Excerpted records below:
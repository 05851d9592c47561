//! Request handlers

use std::sync::Arc;

use axum::{body::Bytes, extract::State, http::StatusCode, Json};
use serde::{Deserialize, Serialize};
use serde_json::{Map, Value};
use tracing::{info, warn};

use super::AppState;
use crate::error::{ModelOpsError, Result};
use crate::schema::Table;

/// Columns keyed by name, e.g. `{"input": ["hello"]}`
#[derive(Debug, Clone, PartialEq, Serialize, Deserialize)]
pub struct PredictionRequest {
    pub input_data: Map<String, Value>,
}

/// Prediction outcome; failures are reported in `error` with quality 0
#[derive(Debug, Clone, PartialEq, Serialize, Deserialize)]
pub struct PredictionResponse {
    /// One record per input row
    pub inference: Vec<Value>,
    /// 1 on success, 0 on failure
    pub quality: u8,
    pub error: Option<String>,
}

impl PredictionResponse {
    pub fn success(inference: Vec<Value>) -> Self {
        Self {
            inference,
            quality: 1,
            error: None,
        }
    }

    pub fn failure(error: impl ToString) -> Self {
        Self {
            inference: Vec::new(),
            quality: 0,
            error: Some(error.to_string()),
        }
    }
}

/// Parse and run one prediction request
pub fn predict_request(state: &AppState, body: &[u8]) -> Result<Vec<Value>> {
    let request: PredictionRequest = serde_json::from_slice(body)
        .map_err(|e| ModelOpsError::ValidationError(format!("Invalid prediction request: {}", e)))?;
    let table = Table::from_json_columns(&request.input_data)?;
    let outputs = state.adapter.predict(&table)?;
    Ok(outputs.table().to_records().into_iter().map(Value::Object).collect())
}

pub async fn predict(State(state): State<Arc<AppState>>, body: Bytes) -> Json<PredictionResponse> {
    let worker_state = Arc::clone(&state);
    let result = tokio::task::spawn_blocking(move || predict_request(&worker_state, &body)).await;

    let response = match result {
        Ok(Ok(inference)) => {
            info!(rows = inference.len(), "Served prediction");
            PredictionResponse::success(inference)
        }
        Ok(Err(e)) => {
            warn!(error = %e, "Prediction request failed");
            PredictionResponse::failure(e)
        }
        Err(e) => {
            warn!(error = %e, "Prediction task failed");
            PredictionResponse::failure(format!("Prediction task failed: {}", e))
        }
    };
    Json(response)
}

pub async fn health_check(State(state): State<Arc<AppState>>) -> Json<Value> {
    Json(serde_json::json!({
        "status": "healthy",
        "version": env!("CARGO_PKG_VERSION"),
        "model_uri": state.model_uri,
        "kind": state.adapter.metadata().kind,
    }))
}

pub async fn handle_404() -> (StatusCode, Json<Value>) {
    (
        StatusCode::NOT_FOUND,
        Json(serde_json::json!({"error": true, "message": "Not found"})),
    )
}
End of Excerpted records.
### Work request
Each entry in the data should be restated exactly as it was written.

### Expected answer
repository 05851d9592c47561
//! Request handlers

use std::sync::Arc;

use axum::{body::Bytes, extract::State, http::StatusCode, Json};
use serde::{Deserialize, Serialize};
use serde_json::{Map, Value};
use tracing::{info, warn};

use super::AppState;
use crate::error::{ModelOpsError, Result};
use crate::schema::Table;

/// Columns keyed by name, e.g. `{"input": ["hello"]}`
#[derive(Debug, Clone, PartialEq, Serialize, Deserialize)]
pub struct PredictionRequest {
    pub input_data: Map<String, Value>,
}

/// Prediction outcome; failures are reported in `error` with quality 0
#[derive(Debug, Clone, PartialEq, Serialize, Deserialize)]
pub struct PredictionResponse {
    /// One record per input row
    pub inference: Vec<Value>,
    /// 1 on success, 0 on failure
    pub quality: u8,
    pub error: Option<String>,
}

impl PredictionResponse {
    pub fn success(inference: Vec<Value>) -> Self {
        Self {
            inference,
            quality: 1,
            error: None,
        }
    }

    pub fn failure(error: impl ToString) -> Self {
        Self {
            inference: Vec::new(),
            quality: 0,
            error: Some(error.to_string()),
        }
    }
}

/// Parse and run one prediction request
pub fn predict_request(state: &AppState, body: &[u8]) -> Result<Vec<Value>> {
    let request: PredictionRequest = serde_json::from_slice(body)
        .map_err(|e| ModelOpsError::ValidationError(format!("Invalid prediction request: {}", e)))?;
    let table = Table::from_json_columns(&request.input_data)?;
    let outputs = state.adapter.predict(&table)?;
    Ok(outputs.table().to_records().into_iter().map(Value::Object).collect())
}

pub async fn predict(State(state): State<Arc<AppState>>, body: Bytes) -> Json<PredictionResponse> {
    let worker_state = Arc::clone(&state);
    let result = tokio::task::spawn_blocking(move || predict_request(&worker_state, &body)).await;

    let response = match result {
        Ok(Ok(inference)) => {
            info!(rows = inference.len(), "Served prediction");
            PredictionResponse::success(inference)
        }
        Ok(Err(e)) => {
            warn!(error = %e, "Prediction request failed");
            PredictionResponse::failure(e)
        }
        Err(e) => {
            warn!(error = %e, "Prediction task failed");
            PredictionResponse::failure(format!("Prediction task failed: {}", e))
        }
    };
    Json(response)
}

pub async fn health_check(State(state): State<Arc<AppState>>) -> Json<Value> {
    Json(serde_json::json!({
        "status": "healthy",
        "version": env!("CARGO_PKG_VERSION"),
        "model_uri": state.model_uri,
        "kind": state.adapter.metadata().kind,
    }))
}

pub async fn handle_404() -> (StatusCode, Json<Value>) {
    (
        StatusCode::NOT_FOUND,
        Json(serde_json::json!({"error": true, "message": "Not found"})),
    )
}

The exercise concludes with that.